◆ Exercise description
Write the listing out again, exactly as it appears.

%%

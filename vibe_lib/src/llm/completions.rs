use crate::llm::util::{role_to_llm, tool_params_to_value};
use crate::llm::LLMChat;
use crate::config::{Config, ModelProvider};
use crate::error::Error;
use crate::tools::{ToolChoice, ToolSpec};
use crate::val_as_str;
use serde_json::{json, Map, Value};
use tracing::debug;
use crate::request::Client;
use super::messages::Text;
use super::{Message, ToolCall, ToolParam};
use super::util::{self, llm_to_role};

/// Chat over the chat-completions API (OpenAI and Azure OpenAI).
pub struct CompletionsChat {
    system_prompt: Option<String>,
    history: Vec<Value>,
    config: Config,
    client: Box<dyn Client>,
    tools: Vec<ToolSpec>,
}

impl CompletionsChat {
    pub(super) fn new(config: Config, client: Box<dyn Client>, tools: Vec<ToolSpec>) -> Self {
        CompletionsChat {
            system_prompt: None,
            history: vec![],
            config,
            client,
            tools,
        }
    }

    fn prep_payload(&mut self, messages: &[Message], tools: ToolChoice) -> Value {

        let mut payload = json!({
            "model": self.config.name
        });

        for message in messages {
            match message {
                Message::Text(txt) => self.history.push(json!({
                    "role": role_to_llm(txt.role),
                    "content": txt.message
                })),
                Message::ToolResult(res) => self.history.push(json!({
                    "role": "tool",
                    "content": res.result,
                    "tool_call_id": res.call_id
                })),
                // Tool calls enter the history with the model response.
                Message::ToolCall(_) => {},
            }
        }

        let mut all_messages = Vec::with_capacity(self.history.len() + 1);
        if let Some(prompt) = &self.system_prompt {
            all_messages.push(json!({
                "role": "system",
                "content": prompt,
            }));
        }
        all_messages.extend(self.history.iter().cloned());
        payload["messages"] = Value::Array(all_messages);

        let max_tokens_key = match self.config.provider {
            ModelProvider::OpenAI => "max_completion_tokens",
            ModelProvider::Azure => "max_tokens",
        };

        util::set_f64_param(&mut payload, "frequency_penalty", &self.config.frequency_penalty);
        util::set_f64_param(&mut payload, "presence_penalty", &self.config.presence_penalty);
        util::set_i64_param(&mut payload, "n", &self.config.n);
        util::set_f64_param(&mut payload, "top_p", &self.config.top_p);
        util::set_f64_param(&mut payload, "temperature", &self.config.temperature);
        util::set_i64_param(&mut payload, max_tokens_key, &self.config.max_tokens);

        if let Some(val) = &self.config.stop_sequence {
            payload["stop"] = Value::String(val.clone());
        }

        self.prep_tool_use(&mut payload, tools);

        payload
    }

    fn prep_tool_use(&self, payload: &mut Value, tools: ToolChoice) {
        if self.tools.is_empty() {
            return;
        }

        match tools {
            ToolChoice::None => return,
            ToolChoice::Auto => {
                payload["tool_choice"] = Value::String("auto".to_owned());
            },
            ToolChoice::CallOne => {
                payload["tool_choice"] = Value::String("required".to_owned());
            },
            ToolChoice::Force(tool) => {
                payload["tool_choice"] = json!({
                    "type": "function", 
                    "function": {
                        "name": tool
                    }
                });
            },
        };
        self.add_tools(payload);
    }

    fn add_tools(&self, payload: &mut Value) {
        let mut arr = Vec::with_capacity(self.tools.len());
        for spec in self.tools.iter() {
            let mut function = json!({
                "description": spec.description,
                "name": spec.name,
                "parameters": tool_params_to_value(&spec.params, self.config.provider),
            });
            if self.config.provider == ModelProvider::OpenAI {
                function["strict"] = Value::Bool(true);
            }
            arr.push(json!({
                "type": "function",
                "function": function
            }));
        }
        payload["tools"] = Value::Array(arr);
    }

    fn check_for_error(&self, response: &Value) -> Result<(), Error> {
        if let Some(error) = response.get("error") {
            let errmes = val_as_str!(error["message"], "error message").to_owned();
            return Err(Error::LLMErrorMessage(errmes));
        }
        Ok(())
    }

    // Keep only the fields the API accepts back in an assistant message.
    fn history_entry(msg: &Value) -> Value {
        let mut entry = Map::new();
        for key in ["role", "content", "tool_calls"] {
            if let Some(val) = msg.get(key) {
                if !val.is_null() {
                    entry.insert(key.to_owned(), val.clone());
                }
            }
        }
        if !entry.contains_key("content") {
            entry.insert("content".to_owned(), Value::Null);
        }
        Value::Object(entry)
    }

    fn parse_tool_call(call: &Value) -> Result<ToolCall, Error> {
        let call_id = val_as_str!(call["id"], "tool call id").to_owned();
        let name = val_as_str!(call["function"]["name"], "tool name").to_owned();
        let arguments = val_as_str!(call["function"]["arguments"], "tool arguments");

        let mut params = Vec::new();

        if !arguments.trim().is_empty() {
            let args_obj = serde_json::from_str::<Value>(arguments)?;

            for (k, v) in args_obj
                .as_object()
                .ok_or(Error::LLMResponseError("can't enumerate arguments."))?
            {
                params.push(ToolParam {name: k.clone(), value: v.clone()});
            }
        }

        Ok(ToolCall{call_id, name, params})
    }

    fn process_response(&mut self, response: Value) -> Result<Vec<Message>, Error> {

        self.check_for_error(&response)?;

        if let Some(usage) = response.get("usage") {
            debug!(prompt_tokens = %usage["prompt_tokens"], completion_tokens = %usage["completion_tokens"], "token usage");
        }

        let mut result = Vec::new();

        for choice in response["choices"].as_array()
            .ok_or(Error::LLMResponseError("unexpected answer format, can't enumerate response messages."))?
        {
            let msg = &choice["message"];

            self.history.push(Self::history_entry(msg));

            let role = llm_to_role(val_as_str!(msg["role"], "message role"))?;

            if !msg["content"].is_null() {
                let content = val_as_str!(msg["content"], "message content").to_owned();
                result.push(Message::Text(Text{role, message: content}));
            }

            if !msg["refusal"].is_null() {
                let content = val_as_str!(msg["refusal"], "refusal content").to_owned();
                result.push(Message::Text(Text{role, message: content}));
            }

            if !msg["tool_calls"].is_null() {
                for call in msg["tool_calls"].as_array()
                    .ok_or(Error::LLMResponseError("unexpected answer format, can't enumerate tool call requests."))?
                {
                    result.push(Message::ToolCall(Self::parse_tool_call(call)?));
                }
            }
        }

        Ok(result)
    }
}

impl LLMChat for CompletionsChat {

    fn get_inference(&mut self, messages: &[Message], tools: ToolChoice) -> Result<Vec<Message>, Error> {
        let payload = self.prep_payload(messages, tools);

        let response = match self.config.provider {
            ModelProvider::OpenAI => {
                let token = format!("Bearer {}", self.config.api_key);
                let headers = &[("Authorization", token.as_ref())];
                self.client.make_json_request(&self.config.api_url, payload, headers, &[])?
            },
            ModelProvider::Azure => {
                let headers = &[("api-key", self.config.api_key.as_ref())];
                let params: Vec<(&str, &str)> = self.config.api_version
                    .as_deref()
                    .map(|v| ("api-version", v))
                    .into_iter()
                    .collect();
                self.client.make_json_request(&self.config.api_url, payload, headers, &params)?
            },
        };

        self.process_response(response)
    }

    fn clear_history(&mut self) {
        self.history.clear();
    }

    fn set_system_prompt(&mut self, prompt: String) {
        self.system_prompt = Some(prompt);
    }
}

%%

◆ Task answer
filename vibe_lib/src/llm/completions.rs
use crate::llm::util::{role_to_llm, tool_params_to_value};
use crate::llm::LLMChat;
use crate::config::{Config, ModelProvider};
use crate::error::Error;
use crate::tools::{ToolChoice, ToolSpec};
use crate::val_as_str;
use serde_json::{json, Map, Value};
use tracing::debug;
use crate::request::Client;
use super::messages::Text;
use super::{Message, ToolCall, ToolParam};
use super::util::{self, llm_to_role};

/// Chat over the chat-completions API (OpenAI and Azure OpenAI).
pub struct CompletionsChat {
    system_prompt: Option<String>,
    history: Vec<Value>,
    config: Config,
    client: Box<dyn Client>,
    tools: Vec<ToolSpec>,
}

impl CompletionsChat {
    pub(super) fn new(config: Config, client: Box<dyn Client>, tools: Vec<ToolSpec>) -> Self {
        CompletionsChat {
            system_prompt: None,
            history: vec![],
            config,
            client,
            tools,
        }
    }

    fn prep_payload(&mut self, messages: &[Message], tools: ToolChoice) -> Value {

        let mut payload = json!({
            "model": self.config.name
        });

        for message in messages {
            match message {
                Message::Text(txt) => self.history.push(json!({
                    "role": role_to_llm(txt.role),
                    "content": txt.message
                })),
                Message::ToolResult(res) => self.history.push(json!({
                    "role": "tool",
                    "content": res.result,
                    "tool_call_id": res.call_id
                })),
                // Tool calls enter the history with the model response.
                Message::ToolCall(_) => {},
            }
        }

        let mut all_messages = Vec::with_capacity(self.history.len() + 1);
        if let Some(prompt) = &self.system_prompt {
            all_messages.push(json!({
                "role": "system",
                "content": prompt,
            }));
        }
        all_messages.extend(self.history.iter().cloned());
        payload["messages"] = Value::Array(all_messages);

        let max_tokens_key = match self.config.provider {
            ModelProvider::OpenAI => "max_completion_tokens",
            ModelProvider::Azure => "max_tokens",
        };

        util::set_f64_param(&mut payload, "frequency_penalty", &self.config.frequency_penalty);
        util::set_f64_param(&mut payload, "presence_penalty", &self.config.presence_penalty);
        util::set_i64_param(&mut payload, "n", &self.config.n);
        util::set_f64_param(&mut payload, "top_p", &self.config.top_p);
        util::set_f64_param(&mut payload, "temperature", &self.config.temperature);
        util::set_i64_param(&mut payload, max_tokens_key, &self.config.max_tokens);

        if let Some(val) = &self.config.stop_sequence {
            payload["stop"] = Value::String(val.clone());
        }

        self.prep_tool_use(&mut payload, tools);

        payload
    }

    fn prep_tool_use(&self, payload: &mut Value, tools: ToolChoice) {
        if self.tools.is_empty() {
            return;
        }

        match tools {
            ToolChoice::None => return,
            ToolChoice::Auto => {
                payload["tool_choice"] = Value::String("auto".to_owned());
            },
            ToolChoice::CallOne => {
                payload["tool_choice"] = Value::String("required".to_owned());
            },
            ToolChoice::Force(tool) => {
                payload["tool_choice"] = json!({
                    "type": "function", 
                    "function": {
                        "name": tool
                    }
                });
            },
        };
        self.add_tools(payload);
    }

    fn add_tools(&self, payload: &mut Value) {
        let mut arr = Vec::with_capacity(self.tools.len());
        for spec in self.tools.iter() {
            let mut function = json!({
                "description": spec.description,
                "name": spec.name,
                "parameters": tool_params_to_value(&spec.params, self.config.provider),
            });
            if self.config.provider == ModelProvider::OpenAI {
                function["strict"] = Value::Bool(true);
            }
            arr.push(json!({
                "type": "function",
                "function": function
            }));
        }
        payload["tools"] = Value::Array(arr);
    }

    fn check_for_error(&self, response: &Value) -> Result<(), Error> {
        if let Some(error) = response.get("error") {
            let errmes = val_as_str!(error["message"], "error message").to_owned();
            return Err(Error::LLMErrorMessage(errmes));
        }
        Ok(())
    }

    // Keep only the fields the API accepts back in an assistant message.
    fn history_entry(msg: &Value) -> Value {
        let mut entry = Map::new();
        for key in ["role", "content", "tool_calls"] {
            if let Some(val) = msg.get(key) {
                if !val.is_null() {
                    entry.insert(key.to_owned(), val.clone());
                }
            }
        }
        if !entry.contains_key("content") {
            entry.insert("content".to_owned(), Value::Null);
        }
        Value::Object(entry)
    }

    fn parse_tool_call(call: &Value) -> Result<ToolCall, Error> {
        let call_id = val_as_str!(call["id"], "tool call id").to_owned();
        let name = val_as_str!(call["function"]["name"], "tool name").to_owned();
        let arguments = val_as_str!(call["function"]["arguments"], "tool arguments");

        let mut params = Vec::new();

        if !arguments.trim().is_empty() {
            let args_obj = serde_json::from_str::<Value>(arguments)?;

            for (k, v) in args_obj
                .as_object()
                .ok_or(Error::LLMResponseError("can't enumerate arguments."))?
            {
                params.push(ToolParam {name: k.clone(), value: v.clone()});
            }
        }

        Ok(ToolCall{call_id, name, params})
    }

    fn process_response(&mut self, response: Value) -> Result<Vec<Message>, Error> {

        self.check_for_error(&response)?;

        if let Some(usage) = response.get("usage") {
            debug!(prompt_tokens = %usage["prompt_tokens"], completion_tokens = %usage["completion_tokens"], "token usage");
        }

        let mut result = Vec::new();

        for choice in response["choices"].as_array()
            .ok_or(Error::LLMResponseError("unexpected answer format, can't enumerate response messages."))?
        {
            let msg = &choice["message"];

            self.history.push(Self::history_entry(msg));

            let role = llm_to_role(val_as_str!(msg["role"], "message role"))?;

            if !msg["content"].is_null() {
                let content = val_as_str!(msg["content"], "message content").to_owned();
                result.push(Message::Text(Text{role, message: content}));
            }

            if !msg["refusal"].is_null() {
                let content = val_as_str!(msg["refusal"], "refusal content").to_owned();
                result.push(Message::Text(Text{role, message: content}));
            }

            if !msg["tool_calls"].is_null() {
                for call in msg["tool_calls"].as_array()
                    .ok_or(Error::LLMResponseError("unexpected answer format, can't enumerate tool call requests."))?
                {
                    result.push(Message::ToolCall(Self::parse_tool_call(call)?));
                }
            }
        }

        Ok(result)
    }
}

impl LLMChat for CompletionsChat {

    fn get_inference(&mut self, messages: &[Message], tools: ToolChoice) -> Result<Vec<Message>, Error> {
        let payload = self.prep_payload(messages, tools);

        let response = match self.config.provider {
            ModelProvider::OpenAI => {
                let token = format!("Bearer {}", self.config.api_key);
                let headers = &[("Authorization", token.as_ref())];
                self.client.make_json_request(&self.config.api_url, payload, headers, &[])?
            },
            ModelProvider::Azure => {
                let headers = &[("api-key", self.config.api_key.as_ref())];
                let params: Vec<(&str, &str)> = self.config.api_version
                    .as_deref()
                    .map(|v| ("api-version", v))
                    .into_iter()
                    .collect();
                self.client.make_json_request(&self.config.api_url, payload, headers, &params)?
            },
        };

        self.process_response(response)
    }

    fn clear_history(&mut self) {
        self.history.clear();
    }

    fn set_system_prompt(&mut self, prompt: String) {
        self.system_prompt = Some(prompt);
    }
}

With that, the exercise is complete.